## [Dataset records]
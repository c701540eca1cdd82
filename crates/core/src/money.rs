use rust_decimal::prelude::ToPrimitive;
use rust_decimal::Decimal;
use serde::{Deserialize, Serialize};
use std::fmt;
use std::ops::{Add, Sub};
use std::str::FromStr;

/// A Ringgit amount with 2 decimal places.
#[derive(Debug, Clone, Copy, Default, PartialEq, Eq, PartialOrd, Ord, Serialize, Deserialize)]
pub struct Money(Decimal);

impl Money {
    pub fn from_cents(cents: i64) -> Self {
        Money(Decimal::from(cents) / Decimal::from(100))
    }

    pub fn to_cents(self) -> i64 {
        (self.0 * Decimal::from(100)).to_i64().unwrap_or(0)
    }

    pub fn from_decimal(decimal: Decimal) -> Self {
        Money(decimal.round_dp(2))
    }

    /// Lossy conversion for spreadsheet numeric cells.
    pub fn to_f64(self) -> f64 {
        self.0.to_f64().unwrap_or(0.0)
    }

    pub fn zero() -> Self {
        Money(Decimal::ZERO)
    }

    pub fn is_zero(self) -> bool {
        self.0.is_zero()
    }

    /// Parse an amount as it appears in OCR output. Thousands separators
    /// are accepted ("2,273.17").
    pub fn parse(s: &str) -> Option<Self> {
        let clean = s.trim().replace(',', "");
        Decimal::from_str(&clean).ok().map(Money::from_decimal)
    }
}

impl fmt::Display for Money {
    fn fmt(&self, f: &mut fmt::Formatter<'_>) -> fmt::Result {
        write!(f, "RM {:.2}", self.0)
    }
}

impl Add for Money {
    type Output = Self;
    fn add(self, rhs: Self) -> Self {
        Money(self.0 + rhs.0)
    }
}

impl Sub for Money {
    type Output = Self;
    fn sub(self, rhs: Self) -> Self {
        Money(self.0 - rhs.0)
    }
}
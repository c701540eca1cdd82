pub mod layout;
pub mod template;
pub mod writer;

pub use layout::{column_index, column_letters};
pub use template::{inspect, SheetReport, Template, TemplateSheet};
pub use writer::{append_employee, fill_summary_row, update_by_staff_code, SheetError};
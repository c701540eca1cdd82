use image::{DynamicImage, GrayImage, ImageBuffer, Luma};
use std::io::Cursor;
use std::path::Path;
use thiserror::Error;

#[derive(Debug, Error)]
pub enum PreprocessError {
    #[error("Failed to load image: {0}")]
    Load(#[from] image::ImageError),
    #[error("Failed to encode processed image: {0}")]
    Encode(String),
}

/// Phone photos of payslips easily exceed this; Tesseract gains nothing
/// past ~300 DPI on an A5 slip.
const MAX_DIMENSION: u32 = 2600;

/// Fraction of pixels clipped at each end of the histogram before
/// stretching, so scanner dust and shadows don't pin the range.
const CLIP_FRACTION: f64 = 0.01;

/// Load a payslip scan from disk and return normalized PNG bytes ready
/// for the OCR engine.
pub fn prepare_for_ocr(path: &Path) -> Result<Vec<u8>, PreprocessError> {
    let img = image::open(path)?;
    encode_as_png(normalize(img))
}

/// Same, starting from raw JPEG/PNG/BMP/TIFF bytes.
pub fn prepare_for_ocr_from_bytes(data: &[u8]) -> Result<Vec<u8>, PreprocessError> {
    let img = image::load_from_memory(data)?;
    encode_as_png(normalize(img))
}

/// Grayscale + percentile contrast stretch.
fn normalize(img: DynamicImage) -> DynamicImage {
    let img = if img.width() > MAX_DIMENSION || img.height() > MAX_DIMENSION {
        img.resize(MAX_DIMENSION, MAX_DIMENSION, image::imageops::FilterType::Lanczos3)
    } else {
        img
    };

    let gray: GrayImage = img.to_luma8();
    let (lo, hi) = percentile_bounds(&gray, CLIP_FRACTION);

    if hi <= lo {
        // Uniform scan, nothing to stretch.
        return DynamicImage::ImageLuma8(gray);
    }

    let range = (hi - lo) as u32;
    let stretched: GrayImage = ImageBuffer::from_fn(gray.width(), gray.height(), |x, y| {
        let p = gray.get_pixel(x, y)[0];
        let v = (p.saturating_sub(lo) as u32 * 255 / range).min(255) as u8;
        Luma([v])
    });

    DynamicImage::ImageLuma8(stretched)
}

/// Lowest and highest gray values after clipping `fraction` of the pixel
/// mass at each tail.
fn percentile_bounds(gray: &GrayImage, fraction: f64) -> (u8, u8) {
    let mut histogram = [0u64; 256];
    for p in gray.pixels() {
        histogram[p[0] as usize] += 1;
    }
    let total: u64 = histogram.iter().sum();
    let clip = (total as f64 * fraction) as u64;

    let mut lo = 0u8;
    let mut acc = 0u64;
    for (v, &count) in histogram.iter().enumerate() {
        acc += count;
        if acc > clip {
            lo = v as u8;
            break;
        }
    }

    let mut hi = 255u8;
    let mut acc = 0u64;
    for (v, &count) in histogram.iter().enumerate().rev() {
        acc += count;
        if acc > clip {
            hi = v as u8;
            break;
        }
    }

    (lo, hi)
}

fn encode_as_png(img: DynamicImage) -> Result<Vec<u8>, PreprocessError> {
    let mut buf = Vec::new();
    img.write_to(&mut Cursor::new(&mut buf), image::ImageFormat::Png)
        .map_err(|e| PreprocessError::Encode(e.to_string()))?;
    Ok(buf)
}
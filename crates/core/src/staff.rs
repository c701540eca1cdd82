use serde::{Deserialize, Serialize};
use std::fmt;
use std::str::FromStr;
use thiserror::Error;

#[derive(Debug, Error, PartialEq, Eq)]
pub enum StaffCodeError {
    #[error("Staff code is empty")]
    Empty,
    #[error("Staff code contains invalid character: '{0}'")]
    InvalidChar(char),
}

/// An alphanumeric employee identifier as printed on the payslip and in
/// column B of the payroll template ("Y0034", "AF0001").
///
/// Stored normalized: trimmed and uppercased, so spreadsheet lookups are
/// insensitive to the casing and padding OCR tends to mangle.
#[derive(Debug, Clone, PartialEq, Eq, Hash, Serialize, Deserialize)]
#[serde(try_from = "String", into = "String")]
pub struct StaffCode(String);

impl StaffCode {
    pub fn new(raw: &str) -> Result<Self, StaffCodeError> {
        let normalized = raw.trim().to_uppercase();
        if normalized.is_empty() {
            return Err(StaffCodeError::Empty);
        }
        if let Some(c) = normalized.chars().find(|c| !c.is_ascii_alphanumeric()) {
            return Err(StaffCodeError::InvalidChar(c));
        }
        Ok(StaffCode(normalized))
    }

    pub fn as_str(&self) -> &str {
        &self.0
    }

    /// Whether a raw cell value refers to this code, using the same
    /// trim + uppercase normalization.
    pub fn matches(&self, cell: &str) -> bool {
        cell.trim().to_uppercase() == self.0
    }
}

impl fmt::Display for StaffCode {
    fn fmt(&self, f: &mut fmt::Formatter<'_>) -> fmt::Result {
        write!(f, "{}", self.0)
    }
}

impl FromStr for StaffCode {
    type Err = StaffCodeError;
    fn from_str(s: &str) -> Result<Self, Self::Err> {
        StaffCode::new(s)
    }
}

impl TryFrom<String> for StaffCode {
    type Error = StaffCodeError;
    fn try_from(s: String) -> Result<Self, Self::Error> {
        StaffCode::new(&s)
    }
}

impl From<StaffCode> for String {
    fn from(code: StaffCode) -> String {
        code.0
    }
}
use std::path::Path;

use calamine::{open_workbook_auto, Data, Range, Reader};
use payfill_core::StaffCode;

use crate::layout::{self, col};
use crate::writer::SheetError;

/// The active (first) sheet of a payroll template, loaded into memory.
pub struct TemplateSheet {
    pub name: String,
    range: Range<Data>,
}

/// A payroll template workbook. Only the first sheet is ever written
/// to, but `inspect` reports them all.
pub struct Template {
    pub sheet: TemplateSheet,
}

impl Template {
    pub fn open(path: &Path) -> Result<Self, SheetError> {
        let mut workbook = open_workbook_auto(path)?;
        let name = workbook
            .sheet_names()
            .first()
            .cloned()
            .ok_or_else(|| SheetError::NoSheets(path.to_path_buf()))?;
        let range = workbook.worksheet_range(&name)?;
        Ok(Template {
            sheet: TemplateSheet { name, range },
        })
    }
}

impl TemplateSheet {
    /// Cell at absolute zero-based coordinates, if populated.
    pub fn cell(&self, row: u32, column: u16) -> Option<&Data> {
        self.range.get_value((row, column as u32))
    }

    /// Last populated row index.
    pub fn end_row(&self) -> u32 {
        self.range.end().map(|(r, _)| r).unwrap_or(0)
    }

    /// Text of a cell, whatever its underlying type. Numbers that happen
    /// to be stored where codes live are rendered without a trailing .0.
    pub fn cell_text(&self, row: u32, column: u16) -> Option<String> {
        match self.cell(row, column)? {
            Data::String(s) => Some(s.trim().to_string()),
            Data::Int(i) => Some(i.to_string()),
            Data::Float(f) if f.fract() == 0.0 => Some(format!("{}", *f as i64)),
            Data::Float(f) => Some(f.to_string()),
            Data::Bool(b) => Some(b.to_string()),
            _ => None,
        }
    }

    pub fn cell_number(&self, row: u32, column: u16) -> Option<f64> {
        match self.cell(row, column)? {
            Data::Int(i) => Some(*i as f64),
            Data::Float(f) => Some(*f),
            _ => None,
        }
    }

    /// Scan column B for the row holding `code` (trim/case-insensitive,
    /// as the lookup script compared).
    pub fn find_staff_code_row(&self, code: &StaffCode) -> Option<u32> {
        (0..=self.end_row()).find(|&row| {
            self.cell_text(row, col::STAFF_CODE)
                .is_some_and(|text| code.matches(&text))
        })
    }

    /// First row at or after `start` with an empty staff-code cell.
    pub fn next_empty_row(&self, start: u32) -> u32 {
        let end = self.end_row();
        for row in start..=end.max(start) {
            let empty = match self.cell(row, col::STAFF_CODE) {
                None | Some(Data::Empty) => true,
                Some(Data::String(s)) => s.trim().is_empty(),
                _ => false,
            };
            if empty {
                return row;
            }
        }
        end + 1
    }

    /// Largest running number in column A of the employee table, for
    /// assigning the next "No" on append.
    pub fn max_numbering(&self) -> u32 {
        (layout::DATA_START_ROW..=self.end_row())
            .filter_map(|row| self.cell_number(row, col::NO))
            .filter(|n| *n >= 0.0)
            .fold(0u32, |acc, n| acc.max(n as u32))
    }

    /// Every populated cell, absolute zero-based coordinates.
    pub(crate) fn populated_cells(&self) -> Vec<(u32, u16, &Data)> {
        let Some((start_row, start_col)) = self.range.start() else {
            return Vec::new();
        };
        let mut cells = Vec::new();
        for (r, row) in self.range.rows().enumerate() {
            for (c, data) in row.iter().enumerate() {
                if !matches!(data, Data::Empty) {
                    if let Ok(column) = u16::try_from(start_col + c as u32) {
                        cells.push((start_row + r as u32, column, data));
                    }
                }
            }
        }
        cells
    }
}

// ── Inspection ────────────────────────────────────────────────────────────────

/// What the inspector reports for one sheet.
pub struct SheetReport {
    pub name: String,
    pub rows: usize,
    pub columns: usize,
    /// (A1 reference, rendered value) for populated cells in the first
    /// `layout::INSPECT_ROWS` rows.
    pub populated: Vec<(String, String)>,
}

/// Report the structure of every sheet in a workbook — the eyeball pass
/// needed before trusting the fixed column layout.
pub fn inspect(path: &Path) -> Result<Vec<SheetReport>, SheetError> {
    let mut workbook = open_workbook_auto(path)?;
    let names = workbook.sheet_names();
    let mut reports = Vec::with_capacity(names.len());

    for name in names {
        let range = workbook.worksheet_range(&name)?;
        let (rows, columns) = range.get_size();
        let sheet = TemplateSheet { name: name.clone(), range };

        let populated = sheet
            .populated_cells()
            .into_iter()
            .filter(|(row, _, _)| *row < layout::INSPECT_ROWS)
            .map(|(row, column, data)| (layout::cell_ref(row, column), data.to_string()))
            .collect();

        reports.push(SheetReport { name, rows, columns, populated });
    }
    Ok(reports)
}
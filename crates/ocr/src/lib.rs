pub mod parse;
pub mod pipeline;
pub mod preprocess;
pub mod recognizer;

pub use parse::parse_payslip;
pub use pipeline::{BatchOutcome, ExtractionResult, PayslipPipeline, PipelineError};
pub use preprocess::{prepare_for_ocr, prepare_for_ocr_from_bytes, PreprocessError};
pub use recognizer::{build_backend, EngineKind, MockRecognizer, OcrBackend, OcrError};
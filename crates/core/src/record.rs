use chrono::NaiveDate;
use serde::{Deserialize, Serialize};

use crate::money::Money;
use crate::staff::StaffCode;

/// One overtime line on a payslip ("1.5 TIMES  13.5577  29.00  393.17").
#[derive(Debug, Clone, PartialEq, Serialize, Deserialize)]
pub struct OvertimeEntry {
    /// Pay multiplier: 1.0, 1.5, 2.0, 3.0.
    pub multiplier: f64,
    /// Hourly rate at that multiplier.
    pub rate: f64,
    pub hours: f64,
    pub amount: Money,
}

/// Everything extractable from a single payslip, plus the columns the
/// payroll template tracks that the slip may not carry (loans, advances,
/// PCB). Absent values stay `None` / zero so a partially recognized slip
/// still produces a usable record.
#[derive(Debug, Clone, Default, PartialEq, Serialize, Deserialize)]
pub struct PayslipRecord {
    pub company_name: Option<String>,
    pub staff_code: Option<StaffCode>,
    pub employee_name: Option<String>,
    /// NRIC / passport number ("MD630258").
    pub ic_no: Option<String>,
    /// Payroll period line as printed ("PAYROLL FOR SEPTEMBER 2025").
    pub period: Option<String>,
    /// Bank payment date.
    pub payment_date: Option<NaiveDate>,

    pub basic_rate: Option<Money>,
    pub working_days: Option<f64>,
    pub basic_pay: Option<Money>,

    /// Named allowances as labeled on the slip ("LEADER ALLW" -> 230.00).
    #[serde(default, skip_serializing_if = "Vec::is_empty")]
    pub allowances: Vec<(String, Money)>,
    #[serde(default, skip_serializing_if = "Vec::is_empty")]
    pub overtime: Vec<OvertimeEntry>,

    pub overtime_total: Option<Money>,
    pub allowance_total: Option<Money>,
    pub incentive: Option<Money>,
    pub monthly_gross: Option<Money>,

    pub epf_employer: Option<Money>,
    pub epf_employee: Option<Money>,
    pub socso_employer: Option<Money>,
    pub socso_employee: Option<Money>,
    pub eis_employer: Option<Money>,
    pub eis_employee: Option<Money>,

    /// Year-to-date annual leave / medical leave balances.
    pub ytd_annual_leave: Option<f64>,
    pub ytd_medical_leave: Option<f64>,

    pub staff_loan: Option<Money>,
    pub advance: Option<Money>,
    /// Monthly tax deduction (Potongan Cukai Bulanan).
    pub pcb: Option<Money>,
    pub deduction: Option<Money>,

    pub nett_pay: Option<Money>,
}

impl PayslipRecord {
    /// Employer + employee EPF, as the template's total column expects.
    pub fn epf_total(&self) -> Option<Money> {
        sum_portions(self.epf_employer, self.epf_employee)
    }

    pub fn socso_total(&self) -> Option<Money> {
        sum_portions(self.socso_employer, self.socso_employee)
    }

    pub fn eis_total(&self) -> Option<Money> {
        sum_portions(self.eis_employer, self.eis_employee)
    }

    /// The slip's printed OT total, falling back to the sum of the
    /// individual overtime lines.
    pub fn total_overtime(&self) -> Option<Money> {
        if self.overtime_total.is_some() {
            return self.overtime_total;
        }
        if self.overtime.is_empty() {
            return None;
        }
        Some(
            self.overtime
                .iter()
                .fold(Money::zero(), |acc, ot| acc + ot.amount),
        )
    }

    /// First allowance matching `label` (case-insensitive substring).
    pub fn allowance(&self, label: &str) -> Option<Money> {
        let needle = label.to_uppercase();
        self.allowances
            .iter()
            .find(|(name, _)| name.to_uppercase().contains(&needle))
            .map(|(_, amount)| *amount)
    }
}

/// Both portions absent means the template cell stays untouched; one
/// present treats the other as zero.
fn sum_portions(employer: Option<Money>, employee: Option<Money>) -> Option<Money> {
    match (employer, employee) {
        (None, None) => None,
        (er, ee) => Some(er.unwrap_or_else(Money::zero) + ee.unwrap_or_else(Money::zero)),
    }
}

## [Work to complete]
Using the records above, gather all lines where the string "GrayImage" is present.

## [Expected answer]
use image::{DynamicImage, GrayImage, ImageBuffer, Luma};
    let gray: GrayImage = img.to_luma8();
    let stretched: GrayImage = ImageBuffer::from_fn(gray.width(), gray.height(), |x, y| {
fn percentile_bounds(gray: &GrayImage, fraction: f64) -> (u8, u8) {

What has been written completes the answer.